EXERCISE REQUIREMENTS >>
For this exercise, please reproduce the records below word for word, from the first line through the line with "pub async fn setup_test_db()".

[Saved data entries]
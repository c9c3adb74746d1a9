//! Shared test utilities for the distribution engine.
//!
//! This module provides common helpers for setting up test databases and
//! seeding reference rows with sensible defaults.

use crate::{
    entities::{
        AgencyCondition, AgreementState, Contract, EditalModel, PeriodModel, agency,
        agency_revenue, agreement, budget, contract, distribution, edital, judicial_suspension,
        participation, period, share_snapshot,
    },
    errors::Result,
};
use chrono::{Datelike, NaiveDate, NaiveDateTime, Utc};
use rust_decimal::Decimal;
use sea_orm::{ActiveModelTrait, DatabaseConnection, EntityTrait, PaginatorTrait, Set};
use std::str::FromStr;

/// Creates an in-memory `SQLite` database with all tables initialized.
/// This is the standard setup for all integration tests.
pub async fn setup_test_db() -> Result<DatabaseConnection> {
    let db = sea_orm::Database::connect("sqlite::memory:").await?;
    crate::config::database::create_tables(&db).await?;
    Ok(db)
}

/// Parses a decimal literal. Panics on malformed input.
#[allow(clippy::unwrap_used)]
pub fn dec(value: &str) -> Decimal {
    Decimal::from_str(value).unwrap()
}

/// Parses a `YYYY-MM-DD` date. Panics on malformed input.
#[allow(clippy::unwrap_used)]
pub fn date(value: &str) -> NaiveDate {
    NaiveDate::parse_from_str(value, "%Y-%m-%d").unwrap()
}

fn now() -> NaiveDateTime {
    Utc::now().naive_utc()
}

/// Creates a fresh edital holding a single period over `[begin, end]`.
///
/// # Defaults
/// * `nu_edital`: one more than the editais already present
/// * `year`: the year of `begin`
/// * `period_no`: 1
pub async fn create_edital_period(
    db: &DatabaseConnection,
    begin: &str,
    end: &str,
) -> Result<(EditalModel, PeriodModel)> {
    let existing = crate::entities::Edital::find().count(db).await?;
    let begin = date(begin);

    let edital = edital::ActiveModel {
        nu_edital: Set(i32::try_from(existing).unwrap_or_default() + 1),
        year: Set(begin.year()),
        description: Set(format!("EDITAL {}", existing + 1)),
        created_at: Set(now()),
        ..Default::default()
    }
    .insert(db)
    .await?;

    let period = period::ActiveModel {
        edital_id: Set(edital.id),
        period_no: Set(1),
        dt_begin: Set(begin),
        dt_end: Set(date(end)),
        created_at: Set(now()),
        ..Default::default()
    }
    .insert(db)
    .await?;

    Ok((edital, period))
}

/// Adds an agency to the roster of a period, creating the agency row when
/// missing. Its short name is `AG{id}`.
pub async fn add_agency(
    db: &DatabaseConnection,
    edital: &EditalModel,
    period: &PeriodModel,
    agency_id: i32,
    condition: AgencyCondition,
) -> Result<participation::Model> {
    if agency::Entity::find_by_id(agency_id).one(db).await?.is_none() {
        agency::ActiveModel {
            id: Set(agency_id),
            name: Set(format!("ASSESSORIA {agency_id}")),
            short_name: Set(format!("AG{agency_id}")),
            created_at: Set(now()),
            ..Default::default()
        }
        .insert(db)
        .await?;
    }

    participation::ActiveModel {
        edital_id: Set(edital.id),
        period_id: Set(period.id),
        agency_id: Set(agency_id),
        condition: Set(condition),
        exit_date: Set(None),
        created_at: Set(now()),
        ..Default::default()
    }
    .insert(db)
    .await
    .map_err(Into::into)
}

/// Records revenue collected by an agency on a date.
pub async fn add_revenue(
    db: &DatabaseConnection,
    agency_id: i32,
    collected_on: &str,
    amount: &str,
) -> Result<agency_revenue::Model> {
    agency_revenue::ActiveModel {
        agency_id: Set(agency_id),
        collected_on: Set(date(collected_on)),
        amount: Set(dec(amount)),
        created_at: Set(now()),
        ..Default::default()
    }
    .insert(db)
    .await
    .map_err(Into::into)
}

/// Records a SISCOR budget row for `year_month` (`YYYYMM`).
pub async fn add_budget(
    db: &DatabaseConnection,
    year_month: i32,
    phase: i32,
    amount: &str,
) -> Result<budget::Model> {
    budget::ActiveModel {
        year_month: Set(year_month),
        phase: Set(phase),
        amount: Set(dec(amount)),
        created_at: Set(now()),
        ..Default::default()
    }
    .insert(db)
    .await
    .map_err(Into::into)
}

/// Creates an active-credit contract.
///
/// # Defaults
/// * `contract_no`: `CT{id}`
/// * `credit_status`: active
/// * `product`: `HABITACIONAL`
/// * `days_overdue`: 90
pub async fn create_contract(
    db: &DatabaseConnection,
    contract_id: i64,
    cpf_cnpj: &str,
    balance: &str,
    agency_id: Option<i32>,
) -> Result<contract::Model> {
    create_custom_contract(
        db,
        contract_id,
        cpf_cnpj,
        balance,
        agency_id,
        contract::CREDIT_STATUS_ACTIVE,
        "HABITACIONAL",
    )
    .await
}

/// Creates a contract with custom status and product.
/// Use this when you need to test the eligibility filters.
pub async fn create_custom_contract(
    db: &DatabaseConnection,
    contract_id: i64,
    cpf_cnpj: &str,
    balance: &str,
    agency_id: Option<i32>,
    credit_status: i32,
    product: &str,
) -> Result<contract::Model> {
    contract::ActiveModel {
        contract_id: Set(contract_id),
        contract_no: Set(format!("CT{contract_id}")),
        debtor_cpf_cnpj: Set(cpf_cnpj.to_string()),
        outstanding_balance: Set(dec(balance)),
        credit_status: Set(credit_status),
        current_agency_id: Set(agency_id),
        product: Set(product.to_string()),
        days_overdue: Set(90),
        created_at: Set(now()),
        ..Default::default()
    }
    .insert(db)
    .await
    .map_err(Into::into)
}

/// Places a live judicial suspension on a contract.
pub async fn add_suspension(
    db: &DatabaseConnection,
    contract_id: i64,
) -> Result<judicial_suspension::Model> {
    judicial_suspension::ActiveModel {
        contract_id: Set(contract_id),
        created_at: Set(now()),
        ..Default::default()
    }
    .insert(db)
    .await
    .map_err(Into::into)
}

/// Records an agreement of a contract with an agency.
pub async fn add_agreement(
    db: &DatabaseConnection,
    contract_id: i64,
    agency_id: i32,
    state: AgreementState,
) -> Result<agreement::Model> {
    agreement::ActiveModel {
        contract_id: Set(contract_id),
        agency_id: Set(agency_id),
        state: Set(state),
        created_at: Set(now()),
        ..Default::default()
    }
    .insert(db)
    .await
    .map_err(Into::into)
}

/// Writes a distribution row. Debtor and balance are copied from the contract
/// when it exists.
pub async fn add_distribution(
    db: &DatabaseConnection,
    edital: &EditalModel,
    period: &PeriodModel,
    dt_ref: &str,
    contract_id: i64,
    agency_id: i32,
    criterion: i32,
) -> Result<distribution::Model> {
    let (cpf_cnpj, balance) = Contract::find_by_id(contract_id)
        .one(db)
        .await?
        .map_or_else(
            || (format!("{contract_id:011}"), Decimal::ZERO),
            |c| (c.debtor_cpf_cnpj, c.outstanding_balance),
        );

    distribution::ActiveModel {
        dt_ref: Set(date(dt_ref)),
        edital_id: Set(edital.id),
        period_id: Set(period.id),
        contract_id: Set(contract_id),
        agency_id: Set(agency_id),
        criterion: Set(criterion),
        cpf_cnpj: Set(cpf_cnpj),
        balance: Set(balance),
        created_at: Set(now()),
        ..Default::default()
    }
    .insert(db)
    .await
    .map_err(Into::into)
}

/// Writes one share snapshot row.
pub async fn add_snapshot(
    db: &DatabaseConnection,
    edital: &EditalModel,
    period: &PeriodModel,
    dt_ref: &str,
    agency_id: i32,
    saldo_devedor: &str,
    percent: &str,
) -> Result<share_snapshot::Model> {
    share_snapshot::ActiveModel {
        dt_ref: Set(date(dt_ref)),
        edital_id: Set(edital.id),
        period_id: Set(period.id),
        agency_id: Set(agency_id),
        saldo_devedor: Set(dec(saldo_devedor)),
        percent: Set(dec(percent)),
        created_at: Set(now()),
        ..Default::default()
    }
    .insert(db)
    .await
    .map_err(Into::into)
}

EXERCISE SOLUTION >>
repository c9c3adb74746d1a9
//! Shared test utilities for the distribution engine.
//!
//! This module provides common helpers for setting up test databases and
//! seeding reference rows with sensible defaults.

use crate::{
    entities::{
        AgencyCondition, AgreementState, Contract, EditalModel, PeriodModel, agency,
        agency_revenue, agreement, budget, contract, distribution, edital, judicial_suspension,
        participation, period, share_snapshot,
    },
    errors::Result,
};
use chrono::{Datelike, NaiveDate, NaiveDateTime, Utc};
use rust_decimal::Decimal;
use sea_orm::{ActiveModelTrait, DatabaseConnection, EntityTrait, PaginatorTrait, Set};
use std::str::FromStr;

/// Creates an in-memory `SQLite` database with all tables initialized.
/// This is the standard setup for all integration tests.
pub async fn setup_test_db() -> Result<DatabaseConnection> {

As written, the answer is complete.